The presenter explained the meaning of the visualizations used to answer the questions.

Element: The presenter demonstrated the ability to analyze complex data by explaining the form, content, and significance of the generated visualizations that answer the project’s questions.

Rating:

Poor: Inappropriate, incomplete or ambiguous visualizations are presented whose relationships to the questions is not clear.
Good: One form of visualization appropriate to the data and the questions is used. Visualizations are not always appropriate titled or labelled. The relationship of the visualizations to the questions is reasonably clear.
Excellent: Multiple forms of visualizations appropriate to the data and the questions are used. Visualizations are appropriately titled and labelled. The relationship of the visualizations to the questions is clearly identified.

The presenter explained the answers to the questions based on the visualizations.

Element: The presenter demonstrated a quantitative reasoning ability by explaining how conclusions based on the visualizations answer the project’s questions.

Rating:

Poor: The implications of the visualizations are not explained or are misinterpreted.
Good: The implications of the visualizations are clearly explained but not directly related to the answer for each question.
Excellent: The implications of the visualizations are clearly explained and directly related to the answer for each question.

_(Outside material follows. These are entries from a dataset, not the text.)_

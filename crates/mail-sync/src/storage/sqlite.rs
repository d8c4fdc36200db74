//! SQLite-based MailDb with zstd-compressed block documents

use std::collections::BTreeMap;
use std::io::Read;
use std::path::Path;
use std::sync::Mutex;

use anyhow::{Context, Result};
use rusqlite::{Connection, OptionalExtension, Transaction, params};
use rusqlite_migration::{M, Migrations};
use serde::Serialize;
use serde::de::DeserializeOwned;

use super::{FlushBatch, MailDb};
use crate::models::{Block, BlockId, BlockKind, BodyBlock, HeaderBlock, PersistedFolderInfo};

/// zstd level 3: good balance of speed vs compression
const COMPRESSION_LEVEL: i32 = 3;

/// Database migrations
///
/// Each migration is applied in order. The user_version pragma tracks which
/// migrations have been applied.
fn migrations() -> Migrations<'static> {
    Migrations::new(vec![
        // Migration 1: Initial schema
        M::up(
            r#"
            -- Persisted folder info (block indices, accuracy ranges, id counter)
            CREATE TABLE folders (
                folder_id TEXT PRIMARY KEY,
                info BLOB NOT NULL,  -- zstd compressed JSON
                updated_at TEXT NOT NULL DEFAULT (datetime('now'))
            );

            -- Header and body blocks, one row per block
            CREATE TABLE blocks (
                folder_id TEXT NOT NULL,
                kind TEXT NOT NULL CHECK (kind IN ('header', 'body')),
                block_id INTEGER NOT NULL,
                data BLOB NOT NULL,  -- zstd compressed JSON
                PRIMARY KEY (folder_id, kind, block_id),
                FOREIGN KEY (folder_id) REFERENCES folders(folder_id) ON DELETE CASCADE
            );
            "#,
        ),
    ])
}

fn encode<T: Serialize>(value: &T) -> Result<Vec<u8>> {
    let json = serde_json::to_vec(value).context("Failed to serialize document")?;
    zstd::encode_all(json.as_slice(), COMPRESSION_LEVEL).context("Failed to compress document")
}

fn decode<T: DeserializeOwned>(compressed: &[u8]) -> Result<T> {
    let mut decoder = zstd::Decoder::new(compressed)?;
    let mut json = Vec::new();
    decoder
        .read_to_end(&mut json)
        .context("Failed to decompress document")?;
    serde_json::from_slice(&json).context("Failed to parse document")
}

/// SQLite-backed folder storage
///
/// Folder info and blocks are opaque compressed JSON documents; SQLite only
/// provides the transactions and the keyed lookup.
pub struct SqliteMailDb {
    conn: Mutex<Connection>,
}

impl SqliteMailDb {
    /// Open (or create) the database at `db_path` and bring its schema up to date
    pub fn new(db_path: impl AsRef<Path>) -> Result<Self> {
        let mut conn = Connection::open(db_path.as_ref())
            .with_context(|| format!("Failed to open database at {:?}", db_path.as_ref()))?;

        // WAL lets readers proceed during a flush; NORMAL sync is safe with WAL.
        // foreign_keys is required for the blocks cascade.
        conn.execute_batch(
            r#"
            PRAGMA journal_mode = WAL;
            PRAGMA synchronous = NORMAL;
            PRAGMA temp_store = MEMORY;
            PRAGMA foreign_keys = ON;
            "#,
        )?;

        migrations()
            .to_latest(&mut conn)
            .context("Failed to run database migrations")?;

        Ok(Self {
            conn: Mutex::new(conn),
        })
    }

    fn load_block<E: DeserializeOwned>(
        &self,
        folder_id: &str,
        kind: BlockKind,
        block_id: BlockId,
    ) -> Result<Option<Block<E>>> {
        let conn = self.conn.lock().unwrap();
        let data: Option<Vec<u8>> = conn
            .query_row(
                "SELECT data FROM blocks WHERE folder_id = ? AND kind = ? AND block_id = ?",
                params![folder_id, kind.as_str(), block_id.0 as i64],
                |row| row.get(0),
            )
            .optional()?;

        data.map(|data| {
            decode(&data)
                .with_context(|| format!("Corrupt {} block {} in {}", kind, block_id, folder_id))
        })
        .transpose()
    }

    fn write_blocks<E: Serialize>(
        tx: &Transaction<'_>,
        folder_id: &str,
        kind: BlockKind,
        blocks: &BTreeMap<BlockId, Option<Block<E>>>,
    ) -> Result<()> {
        let mut upsert = tx.prepare(
            "INSERT INTO blocks (folder_id, kind, block_id, data) VALUES (?, ?, ?, ?)
             ON CONFLICT(folder_id, kind, block_id) DO UPDATE SET data = excluded.data",
        )?;
        let mut delete =
            tx.prepare("DELETE FROM blocks WHERE folder_id = ? AND kind = ? AND block_id = ?")?;

        for (id, block) in blocks {
            match block {
                Some(block) => {
                    upsert.execute(params![folder_id, kind.as_str(), id.0 as i64, encode(block)?])?;
                }
                None => {
                    delete.execute(params![folder_id, kind.as_str(), id.0 as i64])?;
                }
            }
        }
        Ok(())
    }
}

impl MailDb for SqliteMailDb {
    fn load_folder_info(&self, folder_id: &str) -> Result<Option<PersistedFolderInfo>> {
        let conn = self.conn.lock().unwrap();
        let data: Option<Vec<u8>> = conn
            .query_row(
                "SELECT info FROM folders WHERE folder_id = ?",
                [folder_id],
                |row| row.get(0),
            )
            .optional()?;

        data.map(|data| decode(&data).with_context(|| format!("Corrupt folder info for {}", folder_id)))
            .transpose()
    }

    fn load_header_block(&self, folder_id: &str, block_id: BlockId) -> Result<Option<HeaderBlock>> {
        self.load_block(folder_id, BlockKind::Header, block_id)
    }

    fn load_body_block(&self, folder_id: &str, block_id: BlockId) -> Result<Option<BodyBlock>> {
        self.load_block(folder_id, BlockKind::Body, block_id)
    }

    fn put_blocks(&self, folder_id: &str, batch: &FlushBatch) -> Result<()> {
        let mut conn = self.conn.lock().unwrap();
        let tx = conn.transaction()?;

        tx.execute(
            "INSERT INTO folders (folder_id, info, updated_at) VALUES (?, ?, datetime('now'))
             ON CONFLICT(folder_id) DO UPDATE SET info = excluded.info, updated_at = excluded.updated_at",
            params![folder_id, encode(&batch.info)?],
        )?;
        Self::write_blocks(&tx, folder_id, BlockKind::Header, &batch.header_blocks)?;
        Self::write_blocks(&tx, folder_id, BlockKind::Body, &batch.body_blocks)?;

        tx.commit()
            .with_context(|| format!("Failed to commit flush for {}", folder_id))?;
        Ok(())
    }

    fn delete_blocks(&self, folder_id: &str, kind: BlockKind, block_ids: &[BlockId]) -> Result<()> {
        let mut conn = self.conn.lock().unwrap();
        let tx = conn.transaction()?;
        {
            let mut stmt =
                tx.prepare("DELETE FROM blocks WHERE folder_id = ? AND kind = ? AND block_id = ?")?;
            for id in block_ids {
                stmt.execute(params![folder_id, kind.as_str(), id.0 as i64])?;
            }
        }
        tx.commit()?;
        Ok(())
    }

    fn delete_folder(&self, folder_id: &str) -> Result<()> {
        let conn = self.conn.lock().unwrap();
        conn.execute("DELETE FROM folders WHERE folder_id = ?", [folder_id])?;
        Ok(())
    }
}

The presenter explained the social implications of the project.

Element: The presenter demonstrated an awareness of the social impact of computing by explaining how the results of the project could have positive or negative effects on individuals, groups, or society.

Rating:

Poor: states generally that there are social impacts
Good: identifies appropriate stakeholders and specific impacts that may be experienced by these stakeholders.
Excellent: identifies stakeholders, impacts, and explains possible conflicts among the stakeholders.

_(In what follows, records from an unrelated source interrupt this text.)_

//! Block index entries and block contents

use serde::{Deserialize, Serialize};
use std::fmt;

use super::{Keyed, SortKey};

/// Identifier of a block within one family of one folder
#[derive(Debug, Clone, Copy, PartialEq, Eq, Hash, PartialOrd, Ord, Serialize, Deserialize)]
#[serde(transparent)]
pub struct BlockId(pub u64);

impl fmt::Display for BlockId {
    fn fmt(&self, f: &mut fmt::Formatter<'_>) -> fmt::Result {
        write!(f, "{}", self.0)
    }
}

/// The two independent block families
#[derive(Debug, Clone, Copy, PartialEq, Eq, Hash)]
pub enum BlockKind {
    Header,
    Body,
}

impl BlockKind {
    pub fn as_str(&self) -> &'static str {
        match self {
            BlockKind::Header => "header",
            BlockKind::Body => "body",
        }
    }
}

impl fmt::Display for BlockKind {
    fn fmt(&self, f: &mut fmt::Formatter<'_>) -> fmt::Result {
        f.write_str(self.as_str())
    }
}

/// Index entry describing one block.
///
/// `start` is the oldest entry in the block and `end` the newest, so the
/// block covers every key `k` with `end_key() <= k <= start_key()`.
#[derive(Debug, Clone, PartialEq, Eq, Serialize, Deserialize)]
#[serde(rename_all = "camelCase")]
pub struct BlockInfo {
    pub block_id: BlockId,
    pub start_ts: i64,
    pub start_id: u64,
    pub end_ts: i64,
    pub end_id: u64,
    pub count: usize,
    pub est_size: usize,
}

impl BlockInfo {
    /// Info for a fresh, empty block positioned at `key`
    pub fn at(block_id: BlockId, key: SortKey) -> Self {
        Self {
            block_id,
            start_ts: key.date,
            start_id: key.id,
            end_ts: key.date,
            end_id: key.id,
            count: 0,
            est_size: 0,
        }
    }

    pub fn start_key(&self) -> SortKey {
        SortKey::new(self.start_ts, self.start_id)
    }

    pub fn end_key(&self) -> SortKey {
        SortKey::new(self.end_ts, self.end_id)
    }

    pub fn set_start(&mut self, key: SortKey) {
        self.start_ts = key.date;
        self.start_id = key.id;
    }

    pub fn set_end(&mut self, key: SortKey) {
        self.end_ts = key.date;
        self.end_id = key.id;
    }

    pub fn contains(&self, key: SortKey) -> bool {
        self.end_key() <= key && key <= self.start_key()
    }
}

/// Contents of a block: entries in listing order (newest first)
#[derive(Debug, Clone, PartialEq, Serialize, Deserialize)]
pub struct Block<E> {
    pub entries: Vec<E>,
}

impl<E> Default for Block<E> {
    fn default() -> Self {
        Self {
            entries: Vec::new(),
        }
    }
}

impl<E: Keyed> Block<E> {
    /// Position of `key`: Ok if present, Err with the insertion point if not
    pub fn search(&self, key: SortKey) -> Result<usize, usize> {
        self.entries.binary_search_by(|e| e.sort_key().cmp(&key))
    }

    pub fn get(&self, key: SortKey) -> Option<&E> {
        self.search(key).ok().map(|idx| &self.entries[idx])
    }
}

pub type HeaderBlock = Block<super::HeaderInfo>;
pub type BodyBlock = Block<super::BodyInfo>;

#[cfg(test)]
mod tests {
    use super::*;

    #[test]
    fn test_block_info_contains() {
        let mut info = BlockInfo::at(BlockId(1), SortKey::new(100, 1));
        info.set_end(SortKey::new(300, 5));
        assert!(info.contains(SortKey::new(200, 2)));
        assert!(info.contains(SortKey::new(100, 1)));
        assert!(info.contains(SortKey::new(300, 5)));
        assert!(!info.contains(SortKey::new(300, 6)));
        assert!(!info.contains(SortKey::new(100, 0)));
    }

    #[test]
    fn test_block_info_serde_shape() {
        let info = BlockInfo::at(BlockId(3), SortKey::new(10, 2));
        let json = serde_json::to_value(&info).unwrap();
        assert_eq!(json["blockId"], 3);
        assert_eq!(json["startTs"], 10);
        assert_eq!(json["estSize"], 0);
    }
}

The presenter communicated effectively.

Element: The presenter demonstrated oral and visual communication skills by presenting the project in an effective manner.

Rating:

Poor: The presentation was of inappropriate length for the content or the presenter was not clearly understandable.
Good: The presentation was of appropriate length, the presenter was clearly understandable, but the slides lacked some degree of organization or clarity.
Excellent: The presentation was of an appropriate length; the presenter was clearly understandable, and the slides conveyed information in an organized and clear manner.

Code Evaluation

The Python code developed to analyze the data and produce the visualizations is the second major outcome of the project. The code submitted for the project will be evaluated in the following way. Up to five lines of code will be selected. The selected lines of code will typically involve a significant aspect of the computational. For each selected line of code the developer will be asked to provide a short explanation of the meaning and purpose of this code in the computation. Each explanation will be assigned a rating of missing, poor, good, or excellent according to this rubric:

missing: a meaningful explanation is not given.
poor: a partial explanation of the technical meaning of the code using general language is given with no or only a vague description of the purpose of this code in the overall computation.
good: a partial explanation of the technical meaning of the code using correct terminology is given together with a general, though not specific, description of the purpose of this code in the overall computation.
excellent: a thorough explanation of the technical meaning of the code using correct terminology is given together with a clear description of the purpose of this code in the overall computation.

An explanation which otherwise meets the requirements for a rating will be downgraded if the explanation also contains incorrect or irrelevant statements, or is inappropriately long.